Thoughts on Violent Liberation

The events of September 11th, 2001, can be called the 'impetus' for the pair of wars we have today only by closing our eyes to the realities of the last hundred, even last few thousand years. To try and untangle the muddle would almost certainly leave out enough events to be insulting to one side or the other. The attacks in New York were claimed by their perpetrators as a response to American imperialism and interference in the Middle East, in the form of support for the Israeli state against the Palestinians. American imperialism and interference, in turn, is a response to the Middle East's stranglehold on the world's oil reserves and its willingness to cover for the crimes of Islamic extremists in Israel and elsewhere. The back and forth could be traced all the way to the sacking of Jerusalem, or even the prophet Muhammad's conquering trail through the Arabian penninsula.

The point is that at some point, you have to take an event on its face. A political actor must accept that he is the perpetrator of his own actions, especially when what he undertakes is in the name of those who are long dead and far beyond having their actions 'redeemed.' The attacks on September 11th constitute such a point. It was a raise of the ante, a deliberate act of cruelty intended to change the nature of the game, and it did. It made clear that there were forces that were willing to reach around the globe, to carve 'You are not safe' upon the great American Experiment, and to involve deliberately an American population that, for the most part, long since relinquished control over its political and military machine. Whatever can be said of how much it awakened the population, it has changed the way politicians interact, the way states interact, and the way people interact.
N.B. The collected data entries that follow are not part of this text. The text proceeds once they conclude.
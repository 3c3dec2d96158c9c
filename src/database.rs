use serde::{Deserialize, Serialize};
use chrono::{DateTime, Utc};
use std::collections::HashMap;
use std::path::Path;
use tracing::{info, warn};

use crate::avatars::Avatar;
use crate::data;
use crate::error::{ProgressError, Result};
use crate::gamification::ExerciseType;
use crate::progression::Level;
use crate::units::Unit;

#[derive(Debug, Clone, Serialize, Deserialize)]
pub struct UserRecord {
    pub id: String,
    pub full_name: Option<String>,
    pub email: String,
    /// Raw value from the profile row; may be missing or negative.
    pub xp: Option<i64>,
    pub avatar_url: Option<String>,
    pub streak_count: u32,
    /// Minutes.
    pub total_practice_time: u32,
}

#[derive(Debug, Clone, Copy, PartialEq, Eq, Serialize, Deserialize)]
#[serde(rename_all = "snake_case")]
pub enum ProgressStatus {
    NotStarted,
    InProgress,
    Completed,
}

#[derive(Debug, Clone, Serialize, Deserialize)]
pub struct ProgressRecord {
    pub user_id: String,
    pub exercise_id: String,
    pub exercise_title: String,
    pub exercise_type: ExerciseType,
    pub status: ProgressStatus,
    pub score: Option<u32>,
    pub completed_at: Option<DateTime<Utc>>,
}

/// The hosted backend as seen by this service. Each call is a single
/// read or single-row write; nothing is cached or retried.
pub trait RecordStore: Send + Sync {
    fn level_catalog(&self) -> Result<Vec<Level>>;
    fn avatar_catalog(&self) -> Result<Vec<Avatar>>;
    fn user(&self, user_id: &str) -> Result<UserRecord>;
    fn update_avatar(&mut self, user_id: &str, avatar_url: &str) -> Result<()>;
    fn update_profile(&mut self, user_id: &str, full_name: Option<&str>) -> Result<()>;
    fn progress_for(&self, user_id: &str) -> Result<Vec<ProgressRecord>>;
    fn units_for_course(&self, course_id: &str) -> Result<Vec<Unit>>;
    /// Stores the unit and returns it with its assigned id.
    fn insert_unit(&mut self, unit: Unit) -> Result<Unit>;
}

/// In-memory store seeded from the CSV exports in the data directory.
/// A catalog that failed to load stays `None` and reads report it as
/// unavailable.
#[derive(Debug)]
pub struct MemoryStore {
    levels: Option<Vec<Level>>,
    avatars: Option<Vec<Avatar>>,
    users: HashMap<String, UserRecord>,
    progress: Vec<ProgressRecord>,
    units: Vec<Unit>,
    /// None once the id space is used up.
    next_unit_id: Option<u64>,
}

impl Default for MemoryStore {
    fn default() -> Self {
        Self::new(Vec::new(), Vec::new(), Vec::new(), Vec::new())
            .without_levels()
            .without_avatars()
    }
}

impl MemoryStore {
    pub fn new(levels: Vec<Level>, avatars: Vec<Avatar>, users: Vec<UserRecord>, progress: Vec<ProgressRecord>) -> Self {
        Self {
            levels: Some(levels),
            avatars: Some(avatars),
            users: users.into_iter().map(|u| (u.id.clone(), u)).collect(),
            progress,
            units: Vec::new(),
            next_unit_id: Some(1),
        }
    }

    pub fn without_avatars(mut self) -> Self {
        self.avatars = None;
        self
    }

    pub fn without_levels(mut self) -> Self {
        self.levels = None;
        self
    }

    pub fn with_units(mut self, units: Vec<Unit>) -> Self {
        self.next_unit_id = units.iter().map(|u| u.id).max().map_or(Some(1), |id| id.checked_add(1));
        self.units = units;
        self
    }

    /// Loads `levels.csv`, `avatars.csv`, `users.csv`, `progress.csv` and
    /// `units.csv`. Missing or malformed files are logged and left empty.
    pub fn load_dir(dir: &Path) -> Self {
        let levels = match data::load_levels(&dir.join("levels.csv")) {
            Ok(levels) => {
                info!("Loaded {} levels", levels.len());
                Some(levels)
            }
            Err(e) => {
                warn!("Level catalog unavailable: {}", e);
                None
            }
        };

        let avatars = match data::load_avatars(&dir.join("avatars.csv")) {
            Ok(avatars) => {
                info!("Loaded {} avatars", avatars.len());
                Some(avatars)
            }
            Err(e) => {
                warn!("Avatar catalog unavailable: {}", e);
                None
            }
        };

        let users = data::load_users(&dir.join("users.csv")).unwrap_or_else(|e| {
            warn!("No users loaded: {}", e);
            Vec::new()
        });
        let progress = data::load_progress(&dir.join("progress.csv")).unwrap_or_else(|e| {
            warn!("No progress loaded: {}", e);
            Vec::new()
        });
        let units = data::load_units(&dir.join("units.csv")).unwrap_or_else(|e| {
            warn!("No units loaded: {}", e);
            Vec::new()
        });
        info!("Loaded {} users, {} progress rows, {} units", users.len(), progress.len(), units.len());

        let mut store = Self::new(Vec::new(), Vec::new(), users, progress).with_units(units);
        store.levels = levels;
        store.avatars = avatars;
        store
    }
}

impl RecordStore for MemoryStore {
    fn level_catalog(&self) -> Result<Vec<Level>> {
        self.levels
            .clone()
            .ok_or_else(|| ProgressError::CatalogUnavailable("level catalog".to_string()))
    }

    fn avatar_catalog(&self) -> Result<Vec<Avatar>> {
        self.avatars
            .clone()
            .ok_or_else(|| ProgressError::CatalogUnavailable("avatar catalog".to_string()))
    }

    fn user(&self, user_id: &str) -> Result<UserRecord> {
        self.users
            .get(user_id)
            .cloned()
            .ok_or_else(|| ProgressError::UnknownUser(user_id.to_string()))
    }

    fn update_avatar(&mut self, user_id: &str, avatar_url: &str) -> Result<()> {
        let user = self
            .users
            .get_mut(user_id)
            .ok_or_else(|| ProgressError::UnknownUser(user_id.to_string()))?;
        user.avatar_url = Some(avatar_url.to_string());
        Ok(())
    }

    fn update_profile(&mut self, user_id: &str, full_name: Option<&str>) -> Result<()> {
        let user = self
            .users
            .get_mut(user_id)
            .ok_or_else(|| ProgressError::UnknownUser(user_id.to_string()))?;
        user.full_name = full_name.map(str::to_string);
        Ok(())
    }

    fn progress_for(&self, user_id: &str) -> Result<Vec<ProgressRecord>> {
        Ok(self
            .progress
            .iter()
            .filter(|p| p.user_id == user_id)
            .cloned()
            .collect())
    }

    fn units_for_course(&self, course_id: &str) -> Result<Vec<Unit>> {
        Ok(self
            .units
            .iter()
            .filter(|u| u.course_id == course_id)
            .cloned()
            .collect())
    }

    fn insert_unit(&mut self, mut unit: Unit) -> Result<Unit> {
        let id = self
            .next_unit_id
            .ok_or_else(|| ProgressError::Store("unit ids exhausted".to_string()))?;
        unit.id = id;
        self.next_unit_id = id.checked_add(1);
        self.units.push(unit.clone());
        Ok(unit)
    }
}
Americans have a love of liberty. They're raised with it from cradle to grave, and only a few - immigrants, brave journalists, long-deployed soldiers, and refugees - know what it is not to have guaranteed basic rights like the ability to speak your mind in public, to demand redress of grievance from the government, to defend yourself against unwarranted government intrusion. There is a general feeling, poo-poohed by liberal intellectuals as 'cultural relativism', that American freedoms should be the way the entire world works. There is a feeling that the guarantees in the American Bill of Rights and the United States Constitution are somehow correct, that they form some cornerstone of personal and political authenticity. To export these freedoms to others seems worth the price to many people, so long as the moral intentions are clear and open.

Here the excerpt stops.